Une autre étude intéressante menée en Allemagne (Bavière) a montré que les agriculteurs/trices et les vétérinaires sont attentifs à des signes différents pour détecter la douleur. Ainsi, la fréquence respiratoire ou la posture et la démarche sont plus importantes pour le/la vétérinaire que pour l'agriculteur/trice, alors que ce dernier/cette dernière remarquera plutôt un amaigrissement ou une baisse de la production laitière.

Le concept d'aveuglement de l'exploitation, appelé ici "homeblindness", joue également un rôle dans la reconnaissance de la douleur : ce que l'on voit plus souvent devient plus "normal". Alors que pour les vétérinaires, les interventions chirurgicales de routine font partie du quotidien, un(e) agriculteur(trice) peut devenir insensible aux boiteries, surtout si elles sont fréquentes dans un troupeau.

Une approche structurée via une échelle de douleur peut aider à garder un œil objectif sur l’état de santé des animaux. Il est également possible d'identifier les différences individuelles de réaction à des interventions de routine telles que l'écornage en éduquant l'œil et en traitant les animaux en conséquence.

Par la suite, on a eu recours à différents moyens de lutte contre la douleur tels que la xylazine (sédation, mais agit également contre la douleur) la lidocaïne (anesthésie locale) et les médicaments du groupe des anti-inflammatoires non stéroïdiens (méloxicam, par exemple dans Metacam®, kétoprofène dans Dolovet® et Rifen® et flunixine). Ce dernier groupe a en commun les effets suivants : décongestionnant, antipyrétique et analgésique, mais les différentes substances actives ont aussi leurs particularités, le kétoprofène par exemple ne reste pas longtemps dans le sang, mais s'accumule à l'endroit de l'inflammation. Cela permet de réduire les effets secondaires. Les effets secondaires des analgésiques peuvent être graves et entraîner des ulcères de la caillette ou une insuffisance rénale. C'est pourquoi une utilisation correcte en concertation avec le vétérinaire est très importante.

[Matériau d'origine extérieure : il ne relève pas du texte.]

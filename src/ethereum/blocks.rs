use anyhow::{Context, Result};

use super::provider::ChainClient;
use super::rpc::RpcBlock;
use super::transaction::map_transaction;
use super::{Block, BlocksResponse, ChainError, Header};

pub const DEFAULT_BLOCK_COUNT: u64 = 3;

/// Which blocks a `/blocks` request asks for.
#[derive(Debug, Clone, Copy, PartialEq, Eq)]
pub struct BlockRange {
    /// First (newest) block; `None` means the chain head
    pub start: Option<u64>,
    pub count: u64,
}

impl BlockRange {
    /// Build a range from raw query values.
    ///
    /// A missing, non-numeric or non-positive count falls back to
    /// [`DEFAULT_BLOCK_COUNT`] and is capped at `max_count`. A missing,
    /// invalid or zero start means the latest block.
    pub fn from_query(count: Option<&str>, start: Option<&str>, max_count: u64) -> Self {
        let count = count
            .and_then(|c| c.trim().parse::<i64>().ok())
            .filter(|c| *c > 0)
            .map(|c| c as u64)
            .unwrap_or(DEFAULT_BLOCK_COUNT)
            .min(max_count.max(1));

        let start = start
            .and_then(|b| b.trim().parse::<i64>().ok())
            .filter(|b| *b > 0)
            .map(|b| b as u64);

        Self { start, count }
    }
}

pub fn map_header(block: &RpcBlock) -> Header {
    Header {
        parent_hash: block.parent_hash.to_string(),
        uncle_hash: block.uncles_hash.to_string(),
        miner: block.miner.to_checksum(None),
        root: block.state_root.to_string(),
        tx_hash: block.transactions_root.to_string(),
        receipt_hash: block.receipts_root.to_string(),
        bloom: block.logs_bloom.to_string(),
        difficulty: block.difficulty.to_string(),
        number: block.number.to::<u64>().to_string(),
        gas_limit: block.gas_limit.to(),
        gas_used: block.gas_used.to(),
        timestamp: block.timestamp.to(),
        extra: block.extra_data.to_string(),
        mix_digest: block.mix_hash.to_string(),
        nonce: block.nonce.to_string(),
        base_fee: block.base_fee_per_gas.unwrap_or_default().to_string(),
        withdrawals_hash: block.withdrawals_root.unwrap_or_default().to_string(),
        blob_gas_used: block.blob_gas_used.map(|g| g.to()).unwrap_or_default(),
        excess_blob_gas: block.excess_blob_gas.map(|g| g.to()).unwrap_or_default(),
        parent_beacon_root: block.parent_beacon_block_root.unwrap_or_default().to_string(),
        requests_hash: block.requests_hash.unwrap_or_default().to_string(),
    }
}

pub fn map_block(block: &RpcBlock) -> Block {
    Block {
        header: map_header(block),
        transactions: block.transactions.iter().map(map_transaction).collect(),
    }
}

/// Fetch up to `range.count` blocks, newest first, walking backwards from
/// `range.start` (or the chain head) and stopping at genesis.
pub async fn get_blocks(client: &dyn ChainClient, range: BlockRange) -> Result<BlocksResponse> {
    let start = match range.start {
        Some(number) => number,
        None => client
            .block_number()
            .await
            .context("Failed to fetch latest block number")?,
    };

    tracing::debug!("Fetching {} blocks starting at {}", range.count, start);

    let mut blocks = Vec::new();
    for offset in 0..range.count {
        let Some(number) = start.checked_sub(offset) else {
            break;
        };

        let block = client
            .block_by_number(number)
            .await
            .with_context(|| format!("Failed to fetch block {}", number))?
            .ok_or_else(|| ChainError::NotFound(format!("Block {}", number)))?;

        blocks.push(map_block(&block));
    }

    Ok(BlocksResponse { blocks })
}
//! Parsing of JSON contract ABIs into a searchable function catalogue

use std::collections::HashMap;

use serde::{Deserialize, Serialize};
use serde_json::Value;
use tracing::{debug, warn};

use super::decode::unpack;
use super::error::{AbiError, AbiResult};
use super::function::{FunctionSpec, Mutability, Parameter};
use super::types::AbiType;
use super::value::NamedValues;

/// How a function is located by name when encoding a call.
#[derive(Debug, Clone, Copy, Default, PartialEq, Eq, Serialize, Deserialize)]
#[serde(rename_all = "snake_case")]
pub enum FunctionLookup {
    /// Exact name first, then the first function whose name contains the query
    #[default]
    ExactThenSubstring,
    Exact,
    Substring,
}

#[derive(Debug, Deserialize)]
struct RawFunction {
    name: String,
    inputs: Vec<RawParam>,
    #[serde(default)]
    outputs: Vec<RawParam>,
    #[serde(rename = "stateMutability")]
    state_mutability: Option<String>,
    constant: Option<bool>,
    payable: Option<bool>,
}

#[derive(Debug, Deserialize)]
struct RawParam {
    #[serde(default)]
    name: String,
    #[serde(rename = "type")]
    ty: String,
    components: Option<Vec<RawParam>>,
}

impl RawParam {
    fn resolve_type(&self) -> AbiResult<AbiType> {
        let components = self
            .components
            .as_ref()
            .map(|members| {
                members
                    .iter()
                    .map(RawParam::resolve_type)
                    .collect::<AbiResult<Vec<_>>>()
            })
            .transpose()?;
        AbiType::parse(&self.ty, components)
    }

    fn into_parameter(self) -> AbiResult<Parameter> {
        let ty = self.resolve_type()?;
        Ok(Parameter::new(self.name, ty))
    }
}

/// Decoded call data: which function was called and with what arguments.
#[derive(Debug, Clone, PartialEq, Eq)]
pub struct DecodedCall<'a> {
    pub function: &'a FunctionSpec,
    pub args: NamedValues,
}

/// Every function declared by a contract ABI, indexed by selector.
#[derive(Debug, Clone, Default)]
pub struct AbiCatalogue {
    functions: Vec<FunctionSpec>,
    by_selector: HashMap<[u8; 4], usize>,
    collisions: HashMap<[u8; 4], Vec<usize>>,
}

impl AbiCatalogue {
    /// Parse a JSON ABI document.
    ///
    /// Accepts either the standard array of entries or an object carrying it
    /// under an `abi` key (compiler artifacts). Entries other than functions
    /// are ignored.
    pub fn parse(json: &str) -> AbiResult<Self> {
        let document: Value = serde_json::from_str(json)
            .map_err(|e| AbiError::MalformedAbi(format!("invalid JSON: {e}")))?;

        let entries = match document {
            Value::Array(entries) => entries,
            Value::Object(mut obj) => match obj.remove("abi") {
                Some(Value::Array(entries)) => entries,
                _ => {
                    return Err(AbiError::MalformedAbi(
                        "expected a JSON array of ABI entries".into(),
                    ))
                }
            },
            _ => {
                return Err(AbiError::MalformedAbi(
                    "expected a JSON array of ABI entries".into(),
                ))
            }
        };

        let mut catalogue = Self::default();
        for (position, entry) in entries.into_iter().enumerate() {
            // A missing `type` means `function`
            let kind = entry.get("type").and_then(Value::as_str).unwrap_or("function");
            if kind != "function" {
                continue;
            }

            let raw: RawFunction = serde_json::from_value(entry).map_err(|e| {
                AbiError::MalformedAbi(format!("function entry #{position}: {e}"))
            })?;
            catalogue.insert(raw_to_spec(raw)?);
        }

        debug!(
            "Parsed ABI with {} functions ({} ambiguous selectors)",
            catalogue.functions.len(),
            catalogue.collisions.len()
        );
        Ok(catalogue)
    }

    /// Build a catalogue from already constructed functions.
    pub fn from_functions(functions: impl IntoIterator<Item = FunctionSpec>) -> Self {
        let mut catalogue = Self::default();
        for function in functions {
            catalogue.insert(function);
        }
        catalogue
    }

    fn insert(&mut self, function: FunctionSpec) {
        let index = self.functions.len();
        let selector = function.selector;

        match self.by_selector.get(&selector) {
            Some(&first) => {
                warn!(
                    "Selector 0x{} of '{}' collides with '{}'",
                    hex::encode(selector),
                    function.signature(),
                    self.functions[first].signature()
                );
                self.collisions
                    .entry(selector)
                    .or_insert_with(|| vec![first])
                    .push(index);
            }
            None => {
                self.by_selector.insert(selector, index);
            }
        }
        self.functions.push(function);
    }

    /// Functions in declaration order.
    pub fn functions(&self) -> impl Iterator<Item = &FunctionSpec> {
        self.functions.iter()
    }

    pub fn len(&self) -> usize {
        self.functions.len()
    }

    pub fn is_empty(&self) -> bool {
        self.functions.is_empty()
    }

    /// Functions with the given mutability, or all of them for `None`.
    pub fn functions_with(&self, mutability: Option<Mutability>) -> Vec<&FunctionSpec> {
        self.functions
            .iter()
            .filter(|f| mutability.map_or(true, |m| f.mutability == m))
            .collect()
    }

    /// First function declared with this selector.
    pub fn by_selector(&self, selector: [u8; 4]) -> Option<&FunctionSpec> {
        self.by_selector.get(&selector).map(|&i| &self.functions[i])
    }

    /// Whether more than one entry hashes to this selector.
    pub fn is_ambiguous(&self, selector: [u8; 4]) -> bool {
        self.collisions.contains_key(&selector)
    }

    /// Find the function an encode request refers to.
    pub fn find_function(&self, query: &str, lookup: FunctionLookup) -> AbiResult<&FunctionSpec> {
        let exact = || self.functions.iter().find(|f| f.name == query);
        let partial = || self.functions.iter().find(|f| f.name.contains(query));

        let found = match lookup {
            FunctionLookup::Exact => exact(),
            FunctionLookup::Substring => partial(),
            FunctionLookup::ExactThenSubstring => exact().or_else(|| {
                let found = partial();
                if let Some(f) = found {
                    debug!("No exact match for '{}', using '{}'", query, f.name);
                }
                found
            }),
        };

        found.ok_or_else(|| AbiError::FunctionNotFound(query.to_string()))
    }

    /// Match the selector at the start of `data` and decode the arguments.
    pub fn decode_call(&self, data: &[u8]) -> AbiResult<DecodedCall<'_>> {
        if data.len() < 4 {
            return Err(AbiError::DataTooShort {
                required: 4,
                actual: data.len(),
            });
        }

        let mut selector = [0u8; 4];
        selector.copy_from_slice(&data[..4]);
        let payload = &data[4..];

        let function = self
            .by_selector(selector)
            .ok_or(AbiError::NoMatchingFunction(selector))?;

        if let Some(indices) = self.collisions.get(&selector) {
            return Err(AbiError::AmbiguousSelector {
                selector,
                functions: indices
                    .iter()
                    .map(|&i| self.functions[i].signature())
                    .collect(),
            });
        }

        let required = function.min_input_len();
        if payload.len() < required {
            return Err(AbiError::DataTooShort {
                required: required.saturating_add(4),
                actual: data.len(),
            });
        }

        let args = unpack(&function.inputs, payload)?;
        Ok(DecodedCall { function, args })
    }
}

fn raw_to_spec(raw: RawFunction) -> AbiResult<FunctionSpec> {
    let mutability = match raw.state_mutability.as_deref() {
        Some(s) => Mutability::parse(s)
            .ok_or_else(|| AbiError::MalformedAbi(format!("unknown stateMutability '{s}'")))?,
        None if raw.payable == Some(true) => Mutability::Payable,
        None if raw.constant == Some(true) => Mutability::View,
        None => Mutability::NonPayable,
    };

    let inputs = raw
        .inputs
        .into_iter()
        .map(RawParam::into_parameter)
        .collect::<AbiResult<Vec<_>>>()?;
    let outputs = raw
        .outputs
        .into_iter()
        .map(RawParam::into_parameter)
        .collect::<AbiResult<Vec<_>>>()?;

    Ok(FunctionSpec::new(raw.name, inputs, outputs, mutability))
}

Pendant le webinaire, une discussion animée s'est engagée sur toute une série d'autres analgésiques et Claudia Spadavecchia est restée une demi-heure de plus pour répondre aux nombreuses questions, notamment de la part des vétérinaires. Nous tenons à la remercier encore une fois pour le temps qu'elle nous a consacré et pour l'intérêt qu'elle a suscité chez les participants !

Dans la deuxième partie, Adrian Schenkel, agriculteur à Kirchdorf, nous a emmenés dans sa nouvelle étable construite en 2022. Il nous a exposé ses réflexions sur la construction de l'étable, le choix de la génétique et l'alimentation. Nous nous sommes ensuite replongés dans le sujet et il a décrit comment il utilise des analgésiques, notamment Dolovet®, après des complications lors de la mise bas ou en cas d'inflammation de la mamelle, ce qui permet de temps en temps de ne pas avoir besoin d'un autre traitement si la détection est précoce. L'exploitation pratique elle-même l'écornage et Metacam® n'est pas seulement utilisé pour cela, mais aussi, par exemple, pour les veaux qui toussent et qui ne présentent pas de fièvre. Une détection précoce et l'utilisation d'analgésiques permettent ainsi d'économiser des coûts supplémentaires et de réduire l'utilisation d'antibiotiques. L'exploitation d'Adrian Schenkel est suivie par le cabinet vétérinaire de Kiesen. Astrid Michel, collaboratrice de longue date et praticienne en médicine rurale de grande expérience, était présente lors de la visite et les deux ont montré comment une collaboration entre vétérinaire et agriculteur peut bien fonctionner.